Ashta is a city and a municipality in Sehore district in the state of Madhya Pradesh, India.

==Geography==
Ashta is located at . It has an average elevation of 519 metres (1702 feet).

Running through the center of the city is a river named Parvati, after the Hindu goddess Parvati. The river is the main source of water for the city's inhabitants. Near the river, there is a temple to Shiva, husband to the goddess, which is believed to date back as far as 3500 years. Locals believe that in the month of Sawan (during the rainy season), the river Parvati gets flooded with water and the water level rises until that level when it reaches to Shiv-Ling (Lingam) in the Shiva temple on its bank.

==History==
During the British India period, this area was ruled by Mirza Amjad Baig, regarded as the founder of present-day Ashta. He not only brought transportation to the city but also established an education system for both men and women.

== Transport ==
Ashta is on the Bhopal to Indore road, which also runs through Sehore and Dewas.
A daily bus service is available in Ashta.

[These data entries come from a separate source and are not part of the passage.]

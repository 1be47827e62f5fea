//! Text layout utilities for positioning message text on a billboard.
//!
//! Layout happens in two steps, neither of which touches pixels:
//!
//! - [`wrap_text`](crate::layout::wrap_text) - breaks a message into [`Line`]s no wider
//!   than a maximum, keeping words whole and (optionally) blank lines intact
//! - [`plan_lines`](crate::layout::plan_lines) - stacks those lines inside a
//!   [`LayoutBand`], centring the block vertically and every line horizontally
//!
//! Both only need a [`TextMeasure`], so they can be driven by a real font or by
//! any `Fn(&str) -> f32`.
//!
//! # Example
//!
//! ```
//! use billboard::layout::{plan_lines, wrap_text, BlankLines, LayoutBand, LineHeight};
//! use billboard::Px;
//!
//! // pretend every character is 30px wide
//! let measure = |s: &str| s.chars().count() as f32 * 30.0;
//!
//! let lines = wrap_text("WELCOME TO\n\nOREGON", &measure, Px(560.0), BlankLines::Preserve);
//! assert_eq!(lines.len(), 3);
//!
//! let band = LayoutBand::fractions(533, 0.28, 0.72).expect("valid band");
//! let plan = plan_lines(lines, &measure, 800, band, Px(50.0), LineHeight::ShrinkToBand);
//! assert!(plan.lines.iter().all(|line| band.contains(line.origin.1)));
//! ```

mod band;
mod plan;
mod wrap;

pub use band::*;
pub use plan::*;
pub use wrap::*;
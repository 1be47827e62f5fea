use derive_more::{Add, AddAssign, Display, From, Into, Sub, SubAssign, Sum};
use serde::{Deserialize, Serialize};
use std::ops::{Div, Mul};

/// A distance on the canvas, measured in (possibly fractional) pixels. Canvas
/// coordinates grow rightwards and downwards from the top-left corner.
#[derive(
    Debug,
    Default,
    Copy,
    Clone,
    PartialEq,
    PartialOrd,
    Add,
    AddAssign,
    Sub,
    SubAssign,
    Sum,
    Display,
    From,
    Into,
    Serialize,
    Deserialize,
)]
#[display("{_0}px")]
#[serde(transparent)]
pub struct Px(pub f32);

impl Px {
    pub const ZERO: Px = Px(0.0);

    pub fn min(self, other: Px) -> Px {
        Px(self.0.min(other.0))
    }

    pub fn max(self, other: Px) -> Px {
        Px(self.0.max(other.0))
    }

    pub fn is_finite(self) -> bool {
        self.0.is_finite()
    }
}

impl Mul<f32> for Px {
    type Output = Px;

    fn mul(self, rhs: f32) -> Px {
        Px(self.0 * rhs)
    }
}

impl Mul<Px> for f32 {
    type Output = Px;

    fn mul(self, rhs: Px) -> Px {
        Px(self * rhs.0)
    }
}

impl Div<f32> for Px {
    type Output = Px;

    fn div(self, rhs: f32) -> Px {
        Px(self.0 / rhs)
    }
}

/// Dividing two distances yields a plain ratio
impl Div<Px> for Px {
    type Output = f32;

    fn div(self, rhs: Px) -> f32 {
        self.0 / rhs.0
    }
}

impl From<u32> for Px {
    fn from(value: u32) -> Self {
        Px(value as f32)
    }
}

The nearest airport is Bhopal.

== Places ==
Ashta's facilities include hospitals, schools, a cinema hall, and road transport. There are 194 rural villages in the Ashta administrative block. Ashta is also known for its grain market, known as "Mandi" in local language. Products sold in the grain market include soybean and wheat.

==Demographics==
As of India's 2011 census, Ashta's population was 53,184. Male population was 27591(51.90%), and female population was 25593(48.12%). Ashta had an average literacy rate of 68.23%.

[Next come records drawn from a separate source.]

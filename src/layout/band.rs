use crate::units::Px;
use crate::BillboardError;
use serde::{Deserialize, Serialize};

/// The vertical stretch of the canvas that text is laid out in. Nothing stops
/// text from overflowing the band; it is a guideline that the layout centres
/// lines within, and lines that don't fit simply run past the bottom edge.
#[derive(Debug, Default, Clone, Copy, PartialEq)]
pub struct LayoutBand {
    pub top: Px,
    pub bottom: Px,
}

impl LayoutBand {
    /// Create a band from absolute pixel rows, top first
    pub fn new(top: f32, bottom: f32) -> LayoutBand {
        LayoutBand {
            top: Px(top),
            bottom: Px(bottom),
        }
    }

    /// A band covering the whole height of a canvas
    pub fn full(height: u32) -> LayoutBand {
        LayoutBand {
            top: Px::ZERO,
            bottom: Px::from(height),
        }
    }

    /// A band whose edges are given as fractions (0.0 at the top, 1.0 at the bottom)
    /// of the canvas height
    pub fn fractions(height: u32, top: f32, bottom: f32) -> Result<LayoutBand, BillboardError> {
        BandFractions { top, bottom }.resolve(height)
    }

    /// Vertical space between the two edges
    pub fn available_height(&self) -> Px {
        self.bottom - self.top
    }

    /// Whether a row lies on or between the band edges
    pub fn contains(&self, y: Px) -> bool {
        y >= self.top && y <= self.bottom
    }
}

/// Band edges relative to canvas height, as stored in configuration
#[derive(Debug, Clone, Copy, PartialEq, Serialize, Deserialize)]
pub struct BandFractions {
    pub top: f32,
    pub bottom: f32,
}

impl BandFractions {
    /// The painted panel of the billboard artwork
    pub const BILLBOARD: BandFractions = BandFractions {
        top: 0.28,
        bottom: 0.72,
    };

    /// Checks that both edges lie in `[0, 1]` and are not inverted
    pub fn validate(&self) -> Result<(), BillboardError> {
        let in_range = |f: f32| f.is_finite() && (0.0..=1.0).contains(&f);
        if !in_range(self.top) || !in_range(self.bottom) {
            return Err(BillboardError::InvalidLayoutParameters(format!(
                "band fractions must lie within [0, 1], got {}..{}",
                self.top, self.bottom
            )));
        }
        if self.top > self.bottom {
            return Err(BillboardError::InvalidLayoutParameters(format!(
                "band top {} is below band bottom {}",
                self.top, self.bottom
            )));
        }
        Ok(())
    }

    /// Converts the fractions into pixel rows of a canvas `height` pixels tall
    pub fn resolve(&self, height: u32) -> Result<LayoutBand, BillboardError> {
        self.validate()?;
        let height = Px::from(height);
        Ok(LayoutBand {
            top: height * self.top,
            bottom: height * self.bottom,
        })
    }
}

impl Default for BandFractions {
    fn default() -> Self {
        BandFractions::BILLBOARD
    }
}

The population of children aged 0-6 was 7483, which was 14.07% of the total population of Ashta (M + OG). In Ashta Municipality, the female sex ratio was 928 against the state average of 931. Moreover, the child sex ratio in Ashta was around 933 compared to the Madhya Pradesh state average of 918.

==Municipality==
Ashta city is divided into 19 wards for which elections are held every five years.

Ashta Municipality has total administration of over 10,006 houses to which it supplies basic amenities like water and sewerage. It is also authorized to build roads within municipality limits and tax the properties in its jurisdiction.